The thoughts flurried furiously in my mind, raging against the surge of guilt and panic I could feel rising. I fell to my knees on the grass beside her.
“Fuck.” Jay, who had thrown himself away, had thrown me into the role of executioner, fell beside me, his body still spasming in horror. “Charlie… Charlie, fuck, I just couldn’t… I…”
“Forget it.” I knew I was wrong, weak, but I felt the anger building, dominating the fear and regret. “Just fucking forget about it.”
The rage pushed me forward, forced me to keep going. I dropped the pistol in the grass carelessly, moving to face Rachel as I staggered back to my feet.
“I’m sorry.” I whispered as I stood before her, but my voice was jagged, harsh. I was so angry I could feel it quivering in my chest, dark and controlling. I didn’t bother trying to talk myself down, didn’t pause to regain control.
The anger was the only way I could keep going.
I slid my hands under her, hooking them under her armpits, dragging her body off the road, into the depths of the wild overgrowth. Jay moved as though to help, then swore and turned his back on me.
Awkwardly, I dragged her to a half sitting position, pulling the pack off her back, dropping it on the ground beside us. I stopped only to dry retch into the grass, managing to stumble a few steps away from her before I lost my stomach.
I could grant her that, at least.
We had no tools or time to bury her, but I slid her into a shallow ditch, metres away from the road, covered by long, thick grass.
It was all I could do for her now.
Shaking, I unzipped her pack and pulled her water bottle out, wasting too much water washing trembling hands.
I took a small mouthful of water and spat, too sickened to swallow. Slipping Rachel’s pack on to my front, I cut back through the overgrowth, silently approaching Jay. A small part of me wanted to tell him it was okay, to bridge the furious gap between us.
Instead, I joined him silently, standing with him in the dark for a heavy, cold moment.
“I didn’t see them.” He said finally.
“I couldn’t do it, Charlie. She… The way I treated her. I couldn’t…”
“It’s done now.” I was giving him nothing and the resulting silence cut between us, thick and unforgiving.
I let the silence stretch on for what felt like forever, keeping us both locked in our private miseries. I knew how he felt… How everything he’d done to her, every harsh word, every moment of blame he’d placed on her, how terrible it all was as she had lay before us, bruised and bitten.
Death in our new world was sudden and shocking, people ripped from us in a cruel blinding light that showed only our own flaws in the way we’d treated them.
Anger still throbbed within me, but it was quieting. It had to be me to remove Rachel, to save her from the infection. Jay could never have pulled the trigger on her, never have pushed his hatred that far.

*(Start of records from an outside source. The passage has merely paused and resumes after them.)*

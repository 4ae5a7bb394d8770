//! The compositing stage: draws every packed frame onto a transparent
//! canvas and serializes the canvas as a PNG.

use std::{
    io::{self, BufReader, BufWriter},
    path::{Path, PathBuf},
};

use fs_err as fs;
use thiserror::Error;

use crate::{
    frame::FrameDescriptor,
    image::{DecodeError, Image},
};

/// Composes the atlas image at `atlas_path`.
///
/// Frames are drawn in ascending `index` order. The packer guarantees
/// placements never overlap, so this order only matters as a stable
/// tie-break if that invariant is ever violated upstream.
pub fn compose_atlas(
    frames: &[FrameDescriptor],
    canvas_size: (u32, u32),
    atlas_path: &Path,
) -> Result<(), CompositeError> {
    let mut order: Vec<&FrameDescriptor> = frames.iter().collect();
    order.sort_by_key(|frame| frame.index);

    let mut canvas = Image::new_empty_rgba8(canvas_size);

    for frame in order {
        let file = fs::File::open(&frame.working_path).map_err(|source| CompositeError::Io {
            path: frame.working_path.clone(),
            source,
        })?;

        let working =
            Image::decode_png(BufReader::new(file)).map_err(|source| CompositeError::Decode {
                path: frame.working_path.clone(),
                source,
            })?;

        let stamped = if frame.rotated {
            working.rotated90()
        } else {
            working
        };

        log::trace!(
            "Drawing frame {} at {:?} (rotated: {})",
            frame.name,
            frame.position,
            frame.rotated
        );

        canvas.blit(&stamped, frame.position);
    }

    let out = fs::File::create(atlas_path).map_err(|source| CompositeError::Io {
        path: atlas_path.to_owned(),
        source,
    })?;
    canvas
        .encode_png(BufWriter::new(out))
        .map_err(|source| CompositeError::Encode {
            path: atlas_path.to_owned(),
            source,
        })?;

    Ok(())
}

#[derive(Debug, Error)]
pub enum CompositeError {
    #[error("io error on {}: {}", path.display(), source)]
    Io {
        path: PathBuf,
        #[source]
        source: io::Error,
    },

    #[error("couldn't read working image {}: {}", path.display(), source)]
    Decode {
        path: PathBuf,
        #[source]
        source: DecodeError,
    },

    #[error("couldn't encode atlas {}: {}", path.display(), source)]
    Encode {
        path: PathBuf,
        #[source]
        source: png::EncodingError,
    },
}
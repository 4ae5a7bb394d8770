use maxrects::{InputItem, MaxRectsPacker};

fn main() {
    env_logger::init();

    let inputs: Vec<_> = (0..5).map(|_| InputItem::new((128, 128))).collect();

    let packer = MaxRectsPacker::new().min_size((256, 256));
    let result = packer.pack(inputs);

    println!("Pack result: {:#?}", result);
}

I looked at his face in the dark, and I knew. No matter how necessary it was to do it, some part of Jay doing it would have been borne of hatred. The feelings he felt for her, the anger at leading them to Annie, would have been there, brimming at the surface.
No matter the mistakes we’d all made, none of Rachel’s were bad enough to deserve to die like that.

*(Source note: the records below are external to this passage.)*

//! The build orchestrator.
//!
//! A `BuildSession` runs one atlas build end to end: cache check, then
//! preprocess, pack, composite, optimize, and emit. Composite and
//! optimize failures are recoverable: the session falls back to the
//! previous build's artifacts when they exist instead of failing the
//! caller. Decode, packing, and output I/O failures are hard errors.
//! Cache trouble is never fatal; it just forces a rebuild.

use std::{
    collections::HashMap,
    io,
    path::PathBuf,
};

use fs_err as fs;
use maxrects::{InputItem, MaxRectsPacker};
use thiserror::Error;

use crate::{
    cache::{self, CacheRecord},
    compose::{self, CompositeError},
    config::Config,
    frame::FrameDescriptor,
    frameset::{FrameSet, FrameSetError},
    optimize::{self, OptimizeError},
    preprocess::{self, PreprocessError},
    spritesheet,
};

/// What a build hands back to the host: where the artifacts live and
/// whether this invocation produced them.
#[derive(Debug, Clone)]
pub struct BuildOutput {
    pub image_path: PathBuf,
    pub document_path: PathBuf,

    /// False when artifacts were reused from the cache, the fallback
    /// path, or a processing-disabled run.
    pub fresh: bool,
}

/// All of the state for a single build of one atlas.
pub struct BuildSession {
    config: Config,
    process: bool,
    cache_enabled: bool,
}

impl BuildSession {
    pub fn new(config: Config, process: bool, cache_enabled: bool) -> Self {
        Self {
            config,
            process,
            cache_enabled,
        }
    }

    pub fn run(self) -> Result<BuildOutput, BuildError> {
        let output_dir = self.config.output_dir();
        fs::create_dir_all(&output_dir).map_err(|source| BuildError::Io {
            path: output_dir.clone(),
            source,
        })?;

        if !self.process {
            log::warn!(
                "Image processing is disabled; reusing {} and {} from the last build",
                self.image_file_name(),
                self.document_file_name()
            );
            return self.reuse_existing_artifacts();
        }

        let frame_set = FrameSet::discover(&self.config)?;

        // A fingerprinting failure is just a forced miss.
        let fingerprint = match cache::fingerprint(&self.config, &frame_set) {
            Ok(fingerprint) => Some(fingerprint),
            Err(err) => {
                log::warn!("Cache fingerprinting failed, rebuilding: {}", err);
                None
            }
        };

        if self.cache_enabled {
            if let Some(output) = self.check_cache(fingerprint.as_deref()) {
                return Ok(output);
            }
        }

        match self.build(&frame_set) {
            Ok(output) => {
                if let Some(fingerprint) = fingerprint {
                    let record = CacheRecord {
                        fingerprint,
                        image: self.image_file_name(),
                        document: self.document_file_name(),
                    };

                    if let Err(err) = record.write_to_folder(&output_dir, &self.config.name) {
                        log::warn!("Couldn't save cache record: {}", err);
                    }
                }

                Ok(output)
            }
            Err(err) if err.is_recoverable() => {
                log::error!("Image processing failed: {}", err);
                self.reuse_existing_artifacts()
            }
            Err(err) => Err(err),
        }
    }

    /// Checks whether the previous build's record matches the current
    /// fingerprint and its artifacts are still on disk.
    fn check_cache(&self, fingerprint: Option<&str>) -> Option<BuildOutput> {
        let fingerprint = fingerprint?;
        let output_dir = self.config.output_dir();

        let record = match CacheRecord::read_from_folder(&output_dir, &self.config.name) {
            Ok(record) => record?,
            Err(err) => {
                log::warn!("Couldn't read cache record, rebuilding: {}", err);
                return None;
            }
        };

        if record.fingerprint != fingerprint {
            log::debug!("Cache miss: inputs changed since the last build");
            return None;
        }

        let image_path = output_dir.join(&record.image);
        let document_path = output_dir.join(&record.document);

        if !image_path.is_file() || !document_path.is_file() {
            log::debug!("Cache miss: recorded artifacts are gone");
            return None;
        }

        log::info!("Cache hit; skipping rebuild of '{}'", self.config.name);

        Some(BuildOutput {
            image_path,
            document_path,
            fresh: false,
        })
    }

    /// The full pipeline on a cache miss: preprocess, pack, composite,
    /// optimize, emit.
    fn build(&self, frame_set: &FrameSet) -> Result<BuildOutput, BuildError> {
        let output_dir = self.config.output_dir();

        // Scoped working directory; removed on every exit path.
        let temp = tempfile::tempdir().map_err(|source| BuildError::Io {
            path: std::env::temp_dir(),
            source,
        })?;

        let mut frames: Vec<FrameDescriptor> = frame_set
            .sources
            .iter()
            .map(|source| {
                FrameDescriptor::new(source.name.clone(), source.path.clone(), source.trim)
            })
            .collect();

        preprocess::preprocess_frames(&mut frames, &self.config, temp.path())?;

        // Items are created in frame order, so the packer's tie-break
        // on equal areas preserves the loader's ordering.
        let mut id_to_frame = HashMap::new();
        let items: Vec<InputItem> = frames
            .iter()
            .enumerate()
            .map(|(frame_index, frame)| {
                let item = InputItem::new(frame.size);
                id_to_frame.insert(item.id(), frame_index);
                item
            })
            .collect();

        let packer = MaxRectsPacker::new()
            .rotatable(self.config.rotatable)
            .power_of_two(self.config.power_of_two);
        let packed = packer.pack(items);

        for (placement_index, item) in packed.items().iter().enumerate() {
            let frame = &mut frames[id_to_frame[&item.id()]];
            frame.position = item.position();
            frame.rotated = item.rotated();
            frame.index = placement_index;
        }

        let canvas_size = packed.size();
        log::info!(
            "Packed {} frames onto a {}x{} canvas",
            frames.len(),
            canvas_size.0,
            canvas_size.1
        );

        let atlas_path = temp.path().join(format!("{}.png", self.config.name));
        compose::compose_atlas(&frames, canvas_size, &atlas_path)?;

        let image_file_name = self.image_file_name();
        let image_path = output_dir.join(&image_file_name);

        match &self.config.optimize {
            Some(optimize_config) => {
                optimize::optimize_atlas(optimize_config, &atlas_path, &image_path)?;
            }
            None => {
                fs::copy(&atlas_path, &image_path).map_err(|source| BuildError::Io {
                    path: image_path.clone(),
                    source,
                })?;
            }
        }

        let document = spritesheet::emit_document(
            &frames,
            canvas_size,
            &image_file_name,
            self.config.padding,
        );
        let serialized =
            serde_json::to_vec_pretty(&document).map_err(|source| BuildError::Document { source })?;

        let document_path = output_dir.join(self.document_file_name());
        fs::write(&document_path, serialized).map_err(|source| BuildError::Io {
            path: document_path.clone(),
            source,
        })?;

        if let Err(err) = temp.close() {
            log::warn!("Couldn't clean up working directory: {}", err);
        }

        Ok(BuildOutput {
            image_path,
            document_path,
            fresh: true,
        })
    }

    /// The fallback path: reuse whatever a previous build left at the
    /// output location, or fail with a remediation hint.
    fn reuse_existing_artifacts(&self) -> Result<BuildOutput, BuildError> {
        let output_dir = self.config.output_dir();
        let image_path = output_dir.join(self.image_file_name());
        let document_path = output_dir.join(self.document_file_name());

        if image_path.is_file() && document_path.is_file() {
            log::warn!(
                "Reusing previously built {} and {}",
                image_path.display(),
                document_path.display()
            );

            Ok(BuildOutput {
                image_path,
                document_path,
                fresh: false,
            })
        } else {
            Err(BuildError::MissingArtifacts {
                image: image_path,
                document: document_path,
            })
        }
    }

    fn image_file_name(&self) -> String {
        let extension = match &self.config.optimize {
            Some(optimize_config) => optimize_config.extension.as_str(),
            None => "png",
        };

        format!("{}.{}", self.config.name, extension)
    }

    fn document_file_name(&self) -> String {
        format!("{}.json", self.config.name)
    }
}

“Jay, it’s okay.” My voice was quiet, shaking, tears welling in my eyes. “I’m just… I’m just angry. At you, at me, at the whole thing. But I understand.”

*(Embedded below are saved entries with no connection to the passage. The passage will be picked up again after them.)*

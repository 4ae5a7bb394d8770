use std::{
    io,
    path::{Path, PathBuf},
};

use fs_err as fs;
use serde::{Deserialize, Serialize};
use thiserror::Error;

use crate::glob::Glob;

static CONFIG_FILENAME: &str = "tilepack.toml";

/// The only packing strategy tilepack supports.
pub static PACK_ALGORITHM: &str = "max-rects";

/// Configuration for one atlas build, contained in a tilepack.toml
/// file.
///
/// Every option a sub-stage can receive is enumerated here and checked
/// when the file is read, so a typo'd key fails the build up front
/// instead of being silently ignored at the stage that would have
/// consumed it.
#[derive(Debug, Clone, PartialEq, Serialize, Deserialize)]
#[serde(deny_unknown_fields, rename_all = "kebab-case")]
pub struct Config {
    /// The base name of the output artifacts: `<name>.png` (or the
    /// optimizer's extension) and `<name>.json`.
    pub name: String,

    /// Pixels of transparent padding added around every frame before
    /// packing and subtracted back out of the emitted rects.
    #[serde(default)]
    pub padding: u32,

    /// Whether the packer may rotate frames 90 degrees.
    #[serde(default)]
    pub rotatable: bool,

    /// Whether the atlas canvas is rounded up per-axis to a power of
    /// two instead of the exact bounding box of the packed frames.
    #[serde(default)]
    pub power_of_two: bool,

    /// The packing strategy. Exactly one value is accepted; the field
    /// exists so configs state their expectation explicitly.
    #[serde(default = "default_algorithm")]
    pub algorithm: String,

    /// Sanity bound on a single padded frame's dimensions.
    #[serde(default = "default_max_frame_size")]
    pub max_frame_size: u32,

    /// Where artifacts are written, relative to the folder containing
    /// this file.
    #[serde(default = "default_output")]
    pub output: PathBuf,

    /// The sources frames are gathered from.
    #[serde(default)]
    pub frames: Vec<FrameSourceConfig>,

    /// If present, the external tool the composed atlas is re-encoded
    /// with on its way to the output folder.
    #[serde(default)]
    pub optimize: Option<OptimizeConfig>,

    /// The path that this config came from. Paths from this config
    /// should be relative to the folder containing this file.
    #[serde(skip)]
    pub file_path: PathBuf,
}

impl Config {
    pub fn read_from_folder_or_file<P: AsRef<Path>>(path: P) -> Result<Self, ConfigError> {
        let path = path.as_ref();
        let meta = fs::metadata(path).map_err(|source| ConfigError::Io {
            path: path.to_owned(),
            source,
        })?;

        if meta.is_file() {
            Self::read_from_file(path)
        } else {
            Self::read_from_folder(path)
        }
    }

    pub fn read_from_folder<P: AsRef<Path>>(folder_path: P) -> Result<Self, ConfigError> {
        let folder_path = folder_path.as_ref();
        let file_path = &folder_path.join(CONFIG_FILENAME);

        Self::read_from_file(file_path)
    }

    pub fn read_from_file<P: AsRef<Path>>(path: P) -> Result<Self, ConfigError> {
        let path = path.as_ref();
        let contents = fs::read(path).map_err(|source| ConfigError::Io {
            path: path.to_owned(),
            source,
        })?;

        let mut config: Self =
            toml::from_slice(&contents).map_err(|source| ConfigError::Toml {
                path: path.to_owned(),
                source,
            })?;
        config.file_path = path.to_owned();

        config.validate()?;

        Ok(config)
    }

    /// The path that paths in this Config should be considered relative
    /// to.
    pub fn folder(&self) -> &Path {
        self.file_path.parent().unwrap()
    }

    /// The resolved folder that final artifacts are written to.
    pub fn output_dir(&self) -> PathBuf {
        self.folder().join(&self.output)
    }

    fn validate(&self) -> Result<(), ConfigError> {
        let invalid = |message: String| ConfigError::Invalid {
            path: self.file_path.clone(),
            message,
        };

        if self.algorithm != PACK_ALGORITHM {
            return Err(invalid(format!(
                "unsupported packing algorithm '{}'; the only supported algorithm is '{}'",
                self.algorithm, PACK_ALGORITHM
            )));
        }

        if self.max_frame_size == 0 {
            return Err(invalid("max-frame-size must be nonzero".to_owned()));
        }

        if self.padding > self.max_frame_size / 2 {
            return Err(invalid(format!(
                "padding {} is too large for max-frame-size {}",
                self.padding, self.max_frame_size
            )));
        }

        for source in &self.frames {
            match (&source.glob, &source.path) {
                (Some(_), Some(_)) => {
                    return Err(invalid(
                        "a frame source cannot name both 'glob' and 'path'".to_owned(),
                    ));
                }
                (None, None) => {
                    return Err(invalid(
                        "a frame source must name either 'glob' or 'path'".to_owned(),
                    ));
                }
                (Some(_), None) if source.name.is_some() => {
                    return Err(invalid(
                        "'name' can only be given for a 'path' frame source".to_owned(),
                    ));
                }
                _ => {}
            }
        }

        Ok(())
    }
}

fn default_algorithm() -> String {
    PACK_ALGORITHM.to_owned()
}

fn default_max_frame_size() -> u32 {
    4096
}

fn default_output() -> PathBuf {
    PathBuf::from(".")
}

/// One entry in the `frames` list: either a glob expanded against the
/// config folder or a single explicit file.
#[derive(Debug, Clone, PartialEq, Serialize, Deserialize)]
#[serde(deny_unknown_fields, rename_all = "kebab-case")]
pub struct FrameSourceConfig {
    #[serde(default)]
    pub glob: Option<Glob>,

    #[serde(default)]
    pub path: Option<PathBuf>,

    /// Overrides the logical frame name for a `path` source. Glob
    /// sources always name frames after their file stem.
    #[serde(default)]
    pub name: Option<String>,

    /// Whether transparent borders are trimmed off this source's
    /// frames before packing.
    #[serde(default = "default_true")]
    pub trim: bool,
}

fn default_true() -> bool {
    true
}

/// External re-encode step applied to the composed atlas. The command
/// is run with `{input}`, `{output}` and `{quality}` placeholders
/// substituted into its arguments.
#[derive(Debug, Clone, PartialEq, Serialize, Deserialize)]
#[serde(deny_unknown_fields, rename_all = "kebab-case")]
pub struct OptimizeConfig {
    pub command: String,

    #[serde(default)]
    pub args: Vec<String>,

    #[serde(default = "default_quality")]
    pub quality: u32,

    /// Extension of the re-encoded artifact, e.g. `webp`.
    #[serde(default = "default_extension")]
    pub extension: String,
}

fn default_quality() -> u32 {
    90
}

fn default_extension() -> String {
    "png".to_owned()
}

#[derive(Debug, Error)]
pub enum ConfigError {
    #[error("{} in {}", source, path.display())]
    Toml {
        path: PathBuf,
        #[source]
        source: toml::de::Error,
    },

    #[error("{} in {}", source, path.display())]
    Io {
        path: PathBuf,
        #[source]
        source: io::Error,
    },

    #[error("{} in {}", message, path.display())]
    Invalid { path: PathBuf, message: String },
}

impl ConfigError {
    /// Tells whether this ConfigError originated because of a path not
    /// existing.
    pub fn is_not_found(&self) -> bool {
        match self {
            ConfigError::Io { source, .. } => source.kind() == io::ErrorKind::NotFound,
            _ => false,
        }
    }
}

He bowed his head – ashamed, grateful, both – I couldn’t tell.
We were just so fucking tired, so lost and running on nothing.
“Let’s just… let’s not talk for a while.” I whispered. “Let’s just keep going.”
With the heavy shadow of guilt sitting over us, we left her there.
I felt a deep ache as we walked – a cold, lonely feeling that settled in from my throat to the pit of my stomach, a silent knowledge that we left part of ourselves with her in the dark.